### Task:
Give back the line containing "assert_eq!(entries[1].level, LogLevel::Error);" along with every line after it, exactly, until the entries end.

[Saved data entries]
======

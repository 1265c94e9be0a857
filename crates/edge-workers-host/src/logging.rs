//! Guest console output.
//!
//! `console.*` calls in the sandbox end up in [`LoggingHost::log`], which
//! appends them to the worker's Log Channel. The channel also emits each
//! entry through `tracing`.

use edge_workers_core::{GuestScope, LogLevel};

/// Host implementation of the guest console.
pub struct LoggingHost;

impl LoggingHost {
    /// Log a message for the scope's worker.
    ///
    /// # Arguments
    ///
    /// * `scope` - The sandbox the message came from
    /// * `level` - The log level
    /// * `message` - The formatted console line
    pub fn log(scope: &GuestScope, level: LogLevel, message: &str) {
        scope.logs().append(scope.worker_id(), level, message);
    }
}

/// Convert a console method's level name to [`LogLevel`].
///
/// `log`, `info`, `debug` and `trace` all map to `Info`; unknown names do too.
pub fn level_from_name(level: &str) -> LogLevel {
    match level.to_ascii_lowercase().as_str() {
        "warn" | "warning" => LogLevel::Warn,
        "error" => LogLevel::Error,
        _ => LogLevel::Info,
    }
}

#[cfg(test)]
mod tests {
    use edge_workers_core::LogChannel;

    use super::*;

    #[test]
    fn test_level_from_name() {
        assert_eq!(level_from_name("info"), LogLevel::Info);
        assert_eq!(level_from_name("log"), LogLevel::Info);
        assert_eq!(level_from_name("WARN"), LogLevel::Warn);
        assert_eq!(level_from_name("error"), LogLevel::Error);
        assert_eq!(level_from_name("bogus"), LogLevel::Info);
    }

    #[tokio::test]
    async fn test_logging_appends_to_channel() {
        let logs = LogChannel::new(10);
        let scope = GuestScope::new("w1", logs.clone(), tokio::runtime::Handle::current());

        LoggingHost::log(&scope, LogLevel::Info, "Hello");
        LoggingHost::log(&scope, LogLevel::Error, "World");

        let entries = logs.get_logs("w1");
        assert_eq!(entries.len(), 2);
        assert_eq!(entries[0].message, "Hello");
        assert_eq!(entries[1].level, LogLevel::Error);
        assert!(logs.get_logs("other").is_empty());
    }
}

======

### Solution:
        assert_eq!(entries[1].level, LogLevel::Error);
        assert!(logs.get_logs("other").is_empty());
    }
}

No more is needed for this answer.